Why Set Cookies At All?
A JavaScript cookie can be extremely useful both for you and your site visitors. A cookie is a small text file saved on a visitor's computer. It identifies a particular machine and browser. Our May, 2000 Beginner Tip "What Exactly Are Cookies?" explains cookies more fully and also describes how to create simple cookies for your own site.
Cookies help you customize your visitors' browsing experience. Without them, your shopping cart system won't work; you'll have trouble tracking repeat visitors, and will lose a lot of valuable information. Just make sure that you're setting cookies because you really need them - and that you're setting them at the correct point in the browsing process.
You'll only have a problem if you offer a cookie too early in the browsing experience - and make it mandatory!
Using Cookies Effectively
Some sites protect their content by forcing visitors to sign in and accept a cookie before going farther into the site. This strategy protects your paid content, but shuts spiders out of all your content. How will prospective subscribers or customers ever find you if the site can't be indexed?
Carefully consider just when it's appropriate to force a cookie on your visitors. Here are strategies some site use:
- Top Levels Open: Leave your home page and several important pages open and set the cookie a few layers down. This allows you to have several entry pages for search engines. Then, use a mandatory cookie to protect content that's deeper inside the site.

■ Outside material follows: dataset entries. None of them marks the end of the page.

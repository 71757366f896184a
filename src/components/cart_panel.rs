//! Slide-over cart for pending cycle-count adjustments.
//!
//! SYSTEM CONTEXT
//! ==============
//! Opening the panel fetches the active cart; checkout commits every line
//! via `PUT /checkoutcyclecount`; single lines can be removed beforehand.
//! Failures surface as toasts with the raw backend text, nothing is retried.

use leptos::prelude::*;

use crate::state::auth::AuthState;
use crate::state::cart::CartState;
use crate::state::catalog::CatalogState;
use crate::state::toasts::ToastsState;

#[cfg(feature = "hydrate")]
fn open_cart(auth: RwSignal<AuthState>, cart: RwSignal<CartState>, toasts: RwSignal<ToastsState>) {
    let Some(token) = auth.get_untracked().token else {
        return;
    };
    cart.update(|c| c.loading = true);
    leptos::task::spawn_local(async move {
        match crate::net::api::fetch_active_cart(&token).await {
            Ok(active) => cart.update(|c| c.set_lines(active.cart_line_items)),
            Err(e) => {
                log::error!("cart fetch failed: {e}");
                cart.update(|c| c.loading = false);
                toasts.update(|t| {
                    t.error("Error getting cart", &e);
                });
            }
        }
    });
}

/// Cart trigger button plus the slide-over panel.
///
/// `on_checkout` lets the hosting page refetch its item data after a
/// successful commit.
#[component]
pub fn CartPanel(#[prop(optional)] on_checkout: Option<Callback<()>>) -> impl IntoView {
    let auth = expect_context::<RwSignal<AuthState>>();
    let cart = expect_context::<RwSignal<CartState>>();
    let catalog = expect_context::<RwSignal<CatalogState>>();
    let toasts = expect_context::<RwSignal<ToastsState>>();

    let on_open = move |_| {
        cart.update(|c| c.open = true);
        #[cfg(feature = "hydrate")]
        open_cart(auth, cart, toasts);
        #[cfg(not(feature = "hydrate"))]
        {
            let _ = (auth, toasts);
        }
    };

    let on_close = move |_| cart.update(|c| c.open = false);

    let on_checkout_click = move |_| {
        #[cfg(feature = "hydrate")]
        {
            let Some(token) = auth.get_untracked().token else {
                return;
            };
            leptos::task::spawn_local(async move {
                match crate::net::api::checkout_cycle_count(&token).await {
                    Ok(()) => {
                        cart.update(|c| {
                            c.clear();
                            c.open = false;
                        });
                        toasts.update(|t| {
                            t.success("Checkout success");
                        });
                        if let Some(cb) = on_checkout.as_ref() {
                            cb.run(());
                        }
                    }
                    Err(e) => {
                        log::error!("checkout failed: {e}");
                        toasts.update(|t| {
                            t.error("Error checking out", &e);
                        });
                    }
                }
            });
        }
        #[cfg(not(feature = "hydrate"))]
        {
            let _ = on_checkout;
        }
    };

    let delete_line = move |line_id: i64| {
        #[cfg(feature = "hydrate")]
        {
            let Some(token) = auth.get_untracked().token else {
                return;
            };
            leptos::task::spawn_local(async move {
                match crate::net::api::delete_cart_line(&token, line_id).await {
                    Ok(()) => {
                        toasts.update(|t| {
                            t.success("Item deleted");
                        });
                        open_cart(auth, cart, toasts);
                    }
                    Err(e) => {
                        log::error!("cart line delete failed: {e}");
                        toasts.update(|t| {
                            t.error("Error deleting item", &e);
                        });
                    }
                }
            });
        }
        #[cfg(not(feature = "hydrate"))]
        {
            let _ = line_id;
        }
    };

    view! {
        <div class="cart">
            <button class="btn cart__trigger" on:click=on_open title="Open cart">
                "Cart"
                <Show when=move || !cart.get().is_empty()>
                    <span class="cart__count">{move || cart.get().len()}</span>
                </Show>
            </button>
            <Show when=move || cart.get().open>
                <div class="cart__backdrop" on:click=on_close>
                    <aside class="cart__panel" on:click=move |ev| ev.stop_propagation()>
                        <h2>"Transactions"</h2>
                        <Show
                            when=move || !cart.get().loading
                            fallback=move || view! { <p>"Loading cart..."</p> }
                        >
                            <Show when=move || cart.get().is_empty()>
                                <p>"Your cart is empty."</p>
                            </Show>
                            <table class="cart__table">
                                <caption>"Check through each item before you checkout"</caption>
                                <thead>
                                    <tr>
                                        <th>"Item"</th>
                                        <th>"Room"</th>
                                        <th>"Quantity"</th>
                                        <th></th>
                                    </tr>
                                </thead>
                                <tbody>
                                    {move || {
                                        cart.get()
                                            .line_items
                                            .into_iter()
                                            .map(|line| {
                                                let room_name = catalog
                                                    .get()
                                                    .room_name(line.room_id)
                                                    .unwrap_or("Room not found")
                                                    .to_owned();
                                                let line_id = line.id;
                                                view! {
                                                    <tr>
                                                        <td>{line.item.item_name}</td>
                                                        <td>{room_name}</td>
                                                        <td>{line.quantity}</td>
                                                        <td>
                                                            <button
                                                                class="btn btn--ghost"
                                                                on:click=move |_| delete_line(line_id)
                                                                aria-label="Remove line"
                                                            >
                                                                "Remove"
                                                            </button>
                                                        </td>
                                                    </tr>
                                                }
                                            })
                                            .collect::<Vec<_>>()
                                    }}
                                </tbody>
                            </table>
                        </Show>
                        <footer class="cart__footer">
                            <button class="btn" on:click=on_checkout_click>
                                "Checkout"
                            </button>
                        </footer>
                    </aside>
                </div>
            </Show>
        </div>
    }
}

- Use Teaser Content: The online news and opinion site Salon.com uses this technique. Most of their content is available only to subscribers, but they allow non-subscribers access to the first few paragraphs of each article - the teaser. After reading those paragraphs, visitors must either login or become a subscriber.
When visitors login, a cookie that gives full site access is set on that particular machine and browser. On their next visit, subscribers automatically have access to the full content.
This technique opens up every page in the site to at least partial indexing.
- Spider Detection and Redirection: Create a JavaScript function that checks to see if the browser is really a search engine spider. If so, it delivers content without requiring a cookie. The spider indexes it and goes away happy.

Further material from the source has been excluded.